PRI was related to the San Joaquin Valley Railroad. Both PRI and the SJVR were subsidiaries of Kyle Railways. Because PRI and the SJVR were related, the SJVR provided the motive power for PRI. On April 26, 1996, Kyle Railways merged PRI into the SJVR.

PRI handled about 8,000 cars per year (1996 estimate).

==History==
The Southern Pacific constructed the West Side Line that ran from Tracy down the west side of the San Joaquin Valley to Fresno between 1888-1891. The Buttonwillow Branch was constructed by the Southern Pacific after 1910. The Buttonwillow Branch has about 15 mi of track abandoned in the late 1950s east from Buttonwillow to Olig with stations listed as Lokern , Asphalto and McKittrick. Asphalto was the location of a historic Naval Petroleum Reserve No. 1. McKittrick is famous for the McKittrick Tar Pits naturally occurring asphalt tar pits.

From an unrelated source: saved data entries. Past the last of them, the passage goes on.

//! Route handlers for the control API
//!
//! - [`run`]: start, pause, resume, stop, reset, progress and results
//! - [`system`]: health, network probe and the event stream

use serde::{Deserialize, Serialize};
use std::path::PathBuf;

mod run;
mod system;

pub use run::*;
pub use system::*;

/// Request body for `POST /run/start`
#[derive(Debug, Deserialize, Serialize)]
pub struct StartRunRequest {
    /// Input table (CSV, TSV, spreadsheet or JSON)
    pub input: PathBuf,
    /// Where to write results; defaults to `<input stem>_results.<ext>`
    #[serde(default)]
    pub output: Option<PathBuf>,
}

According to an article by Don Browen, "the Port Railroad took over the 33 mi former Southern Pacific Buttonwillow Branch from Kern Junction to Buttonwillow and 47.6 mi of S.P.'s former Westside Branch from Fresno to Oxalis. Additionally S.P.'s former 24.6 Riverdale Branch from Ingle on the Westside Branch to Burrel was included in the transaction. This is a long term lease and not a purchase by Kyle Railways. What is the significance of the name Port Railroad? Kyle owned the name Port Railroad which it used for its railroad in San Francisco. When this railroad ceased operations, Kyle had an extra name which it decided would be used for its latest California acquisition. 3 more locomotives, 2037, 2041, and 2042, were obtained for the increased workload."